What people don’t think about is that another woman carries a baby for a couple or single person so automatically the baby(ies) suffer trauma of being taken from the only mother they’ve known.  They carry DNA from the mother as well.  Babies aren’t born as blank slates so have a right to know, like adoptees, who carried them for 9 months.  Not telling them is living a lie the same as sperm donor conceived children deserve the truth although now sperm domors can’t be anonymous now in the UK.

https://www.hfea.gov.uk/donation/donors/rules-around-releasing-donor-information/

Why are donors no longer automatically anonymous?

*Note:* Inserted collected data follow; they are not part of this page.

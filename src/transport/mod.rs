//! Transport contract and a line-delimited stream adapter.
//!
//! The client only needs two things from a connection: a synchronous
//! [`Transport::write`] for outbound text, and someone calling
//! [`Client::handle_message`] for every inbound frame. Opening, framing and
//! reconnecting belong to the transport.
//!
//! [`attach`] provides one ready-made transport for newline-delimited JSON
//! over any async byte stream (child process stdio, a socket, or an in-memory
//! duplex in tests).
//!
//! Submodules:
//! - `codec`: newline framing with a maximum frame length.
//! - `reader`: feeds decoded frames to the client.
//! - `writer`: [`ChannelTransport`](writer::ChannelTransport) plus the task
//!   that writes its lines out.

pub mod codec;
pub mod reader;
pub mod writer;

use std::sync::Arc;

use tokio::io::{AsyncRead, AsyncWrite};
use tokio::task::JoinHandle;
use tokio_util::sync::CancellationToken;
use tracing::{error, info_span, Instrument};

use self::reader::{run_reader, ReaderExit};
use self::writer::{run_writer, ChannelTransport};
use crate::config::ClientConfig;
use crate::{Client, Result};

/// Outbound half of a connection.
///
/// `write` must hand the whole text to the connection or fail; the client
/// serializes calls, so implementations need not guard against interleaving.
pub trait Transport: Send + Sync {
    /// Write one complete outbound message.
    ///
    /// # Errors
    ///
    /// Returns [`AppError::Transport`](crate::AppError::Transport) with a
    /// diagnostic when the text could not be handed off.
    fn write(&self, text: &str) -> Result<()>;
}

impl<F> Transport for F
where
    F: Fn(&str) -> Result<()> + Send + Sync,
{
    fn write(&self, text: &str) -> Result<()> {
        self(text)
    }
}

/// A client running over a line-delimited byte stream.
#[derive(Debug)]
pub struct LinkSession {
    client: Client,
    cancel: CancellationToken,
    reader: JoinHandle<ReaderExit>,
    writer: JoinHandle<Result<()>>,
}

/// Start a client that reads frames from `source` and writes to `sink`.
///
/// # Errors
///
/// Returns `AppError::Config` if `config` is invalid or no tokio runtime is
/// running.
pub fn attach<R, W>(source: R, sink: W, config: ClientConfig) -> Result<LinkSession>
where
    R: AsyncRead + Unpin + Send + 'static,
    W: AsyncWrite + Unpin + Send + 'static,
{
    config.validate()?;
    let (transport, outbound_rx) = ChannelTransport::new(config.outbound_queue_capacity);
    let max_frame_bytes = config.max_frame_bytes;
    let client = Client::start(Arc::new(transport), config)?;
    let cancel = CancellationToken::new();

    let writer = tokio::spawn(
        run_writer(sink, outbound_rx, cancel.clone()).instrument(info_span!("link_writer")),
    );
    let reader = tokio::spawn(
        run_reader(client.clone(), source, max_frame_bytes, cancel.clone())
            .instrument(info_span!("link_reader")),
    );

    Ok(LinkSession {
        client,
        cancel,
        reader,
        writer,
    })
}

impl LinkSession {
    /// The client bound to this stream.
    #[must_use]
    pub fn client(&self) -> &Client {
        &self.client
    }

    /// Shut the client down, then stop the reader and writer tasks.
    ///
    /// Lines already queued for the writer are written before it stops, so
    /// this waits for the peer to accept them.
    ///
    /// Returns why the reader stopped: [`ReaderExit::Cancelled`] unless the
    /// stream had already ended on its own.
    pub async fn close(self) -> ReaderExit {
        self.client.shutdown().await;
        self.cancel.cancel();

        let exit = match self.reader.await {
            Ok(exit) => exit,
            Err(err) => {
                error!(%err, "reader task ended abnormally");
                ReaderExit::Failed(err.to_string())
            }
        };
        match self.writer.await {
            Ok(Ok(())) => {}
            Ok(Err(err)) => error!(%err, "writer task failed"),
            Err(err) => error!(%err, "writer task ended abnormally"),
        }
        exit
    }
}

Before the law was changed in 2005, we consulted widely with donor-conceived people and donors about how donor anonymity should work. We found there was a strong desire on both sides to leave the door open to potential contact if both parties wanted that.

We recognise that the prospect of being contacted by someone conceived from your donation can give rise to a lot of complex emotions.

We also give donor-conceived people the option of having a support worker on hand to act as an intermediary if they’d like to make contact with you.

https://www.dailymail.co.uk/femail/article-9717991/The-British-couples-pay-40-000-child-Ukraines-hellish-baby-factory.html

The British couples who paid £40,000 for a child from Ukraine’s hellish baby factory: Exposed, the heartbreaking reality of slick promises sold to desperate surrogacy tourists

Bianca, 45, and Vinny Smith, 40, said surrogacy dream turned into a ‘nightmare’
The couple from Cheltenham paid £40k to a surrogacy company in the Ukraine
When they arrived for birth of their sons, Max and Alex, four, they were shocked
They saw women kept on a sweltering maternity ward with no air-con ‘like cattle’

By Tom Kelly and Susie Coen For Daily Mail

Published: 23:29, 23 June 2021 | Updated: 08:55, 24 June 2021

Bianca and Vinny Smith went through their packing checklist one last time. There was the paperwork, of course, all carefully ordered, double-checked and labelled. Foreign currency, phrasebooks and medical kits.  Then, neatly stacked side by side, tiny Babygros and vests, packs of newborn nappies, bottles, teats and tins of powdered baby milk. For tomorrow, they would fly out to the Ukraine as a childless married couple and return a few weeks later as parents, to twin boys, born via a surrogate.  After eight failed rounds of IVF and years of heartbreak plus thousands of pounds spent they’d almost given up on their dream of becoming parents. Now they were buzzing with excitement and nerves that finally their dream was about to be realised.  Bianca heard about the biggest surrogacy company in the Ukraine on a Facebook group. ‘They were offering a take-home baby guarantee,’ she says. ‘You pay around £40,000 and you keep going until you get a baby. They’ll swap out egg donors or surrogates until they get it right. And we thought, well, perfect.’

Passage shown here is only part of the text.